E, certamente talvez, o desprezo que recebe a Lua - a nota de rodapé - é capaz
de dotar seu rosto de beleza irresistível (Sim, talvez a maior parte dos textos
ocidentais tenha algo de bissexual, pois se dividem entre os cachos solares de
Apolo que escorrem pelo texto principal e os cabelos morenos de Ártêmis que deságuam
pelas notas de rodapé). Mas, isto é só uma hipótese quase absurda.
Até hoje não compreendo porque as notas de rodapé não
se permitem ser divididas em parágrafos. Talvez seja porque, encaradas como
depósitos de retraços, sejam imageticamente pensadas para ser um amontoado de
informações. Mas, as notas de rodapé, como apêndices que são, reagem a essa
situação em que são colocadas: um misto de desprezo e atração selvagem. E, não
raro, as notas de rodapé inflamam-se e tornam-se clamor, eclipsando o texto
principal. E quando uma nota de rodapé supura? Quando o paratexto ameaça se
tornar texto principal? Um mundo sem direito a nota de rodapé, sem direito ao
contraditório. Um mundo sem direito a textos de segunda classe, sem direito à
luz da Lua e ao enigma: é aí nesse tipo de mundo que florescem as ditaduras, os
totalitarismos. A burca é um sinal do que pretende ser um mundo onde o texto
principal impera sem rival. A burca parece uma tentativa simbólica de velar por
completo a luz enigmática de Ártêmis, aprisionando-a eternamente na Lua Nova e
boicotando a luz periférica do contraditório, do mistério, da ambiguidade. Mas,
isto talvez seja só uma hipótese quase absurda.
De certo, a nota de rodapé, assim como a deusa Diana, é
uma exímia caçadora que se embrenha com suas flechas de luz enigmática no lagar
mais negro das florestas do ser. Mas, é fazendo uso de uma das armadilhas de
Diana/Ártêmis que Dionísio destila todo o seu vinho. E o sol brilhante do texto
principal teria, certamente talvez, um brilho cego e inútil se não se
permitisse beber do vinho dionisíaco e se não se permitisse dormir amparado
pelo quebra-luz instalado na face de sua irmã gêmea Ártêmis/Diana. Mas, isto
seria só uma hipótese, absurda quase.
A nota de rodapé me permite, numa virada junguiana,
ver que existem dois mundos e que a realidade não é restrita a uma só dimensão
amesquinhada e pirangueira. Quando levada a sério, a nota de rodapé devolve ao
imaginário, ao sonho, o direito de restabelecer o diálogo entre Apolo e
Ártêmis, irmãos gêmeos que o movimento iluminista, viajando aos tempos míticos,
tentou separar quando do nascimento deles.
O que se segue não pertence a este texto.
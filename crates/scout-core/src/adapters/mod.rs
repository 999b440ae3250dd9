//! # Adapters
//!
//! Concrete implementations of the outbound ports.
//!
//! - `tcp`: tokio connect probe (feature `network`)
//! - `http`: reqwest download probe (feature `network`)
//! - `store`: JSON file model store (feature `persistence`)
//! - `mocks`: in-memory test doubles (feature `test-utils`)

#[cfg(feature = "network")]
pub mod http;
#[cfg(feature = "network")]
pub mod tcp;

#[cfg(feature = "network")]
pub use http::{HttpThroughputConfig, HttpThroughputProbe};
#[cfg(feature = "network")]
pub use tcp::TcpConnectProbe;

#[cfg(feature = "persistence")]
pub mod store;

#[cfg(feature = "persistence")]
pub use store::JsonModelStore;

#[cfg(any(test, feature = "test-utils"))]
pub mod mocks;
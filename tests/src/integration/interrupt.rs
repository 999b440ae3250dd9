//! # Interrupted Runs
//!
//! The model file is written once, after Stage 2. A run abandoned before
//! that point leaves the stored model exactly as it was.

#[cfg(test)]
mod tests {
    use std::net::{IpAddr, Ipv4Addr};
    use std::sync::Arc;
    use std::time::Duration;

    use scout_core::adapters::mocks::{MockConnectProbe, MockThroughputProbe};
    use scout_core::{
        BanditConfig, JsonModelStore, ModelSnapshot, ModelStore, ProbeConfig, ProbeEngine,
        SharedModel,
    };

    fn addresses() -> Vec<IpAddr> {
        (1..=20).map(|d| IpAddr::V4(Ipv4Addr::new(10, 9, 0, d))).collect()
    }

    fn slow_engine() -> ProbeEngine {
        let config = ProbeConfig {
            threads: 2,
            ..Default::default()
        };
        ProbeEngine::new(
            config,
            Arc::new(MockConnectProbe::new().with_delay(Duration::from_millis(200))),
            Arc::new(MockThroughputProbe::new()),
        )
    }

    #[tokio::test]
    async fn test_abandoned_run_leaves_model_file_untouched() {
        let dir = tempfile::tempdir().unwrap();
        let path = dir.path().join("ucb_model.json");
        let store = Arc::new(JsonModelStore::new(&path));
        store
            .save(&ModelSnapshot::default().with_group("10.9.0.0", 3.0, 1.5).with_launch_count(2))
            .unwrap();
        let before = std::fs::read(&path).unwrap();

        let model = SharedModel::load(store.clone(), BanditConfig::default());
        let outcome =
            tokio::time::timeout(Duration::from_millis(100), slow_engine().run(addresses(), &model))
                .await;

        assert!(outcome.is_err(), "run should still be in Stage 1");
        assert_eq!(std::fs::read(&path).unwrap(), before);
        assert!(!path.with_extension("tmp").exists());
    }

    #[tokio::test]
    async fn test_completed_run_replaces_model_file() {
        let dir = tempfile::tempdir().unwrap();
        let path = dir.path().join("ucb_model.json");
        let store = Arc::new(JsonModelStore::new(&path));
        store
            .save(&ModelSnapshot::default().with_launch_count(2))
            .unwrap();

        let model = SharedModel::load(store.clone(), BanditConfig::default());
        let engine = ProbeEngine::new(
            ProbeConfig::default(),
            Arc::new(MockConnectProbe::new()),
            Arc::new(MockThroughputProbe::new()),
        );
        engine.run(addresses(), &model).await.unwrap();

        let stored = store.load().unwrap().unwrap();
        assert_eq!(stored.launch_count, 3);
        assert!((stored.subnets["10.9.0.0"].count - 20.0 * 0.85).abs() < 1e-9);
    }
}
O momento atual, que se chama
de pós-modernidade, não é mais do que a chance dada a Leto (mãe dos gêmeos) de
ver novamente unidos os irmãos. Mas, como é sabido, os gêmeos para se unirem
precisam encontrar um modo de fazer conviver suas diferenças e suas semelhanças
e suas semelhanças disfarçadas de diferenças e suas diferenças disfarçadas de
semelhanças.
A nota de rodapé tem uma fragrância de amor secreto, de
sorriso secreto destilado no rosto sério do texto principal. É uma sonata de desculpa para
atravessar o Atlântico e espiar o que a fé já tinha como certo: que a viagem de
descoberta do Velho Mundo foi tranquila e que o Nobre sorriu no desembarque.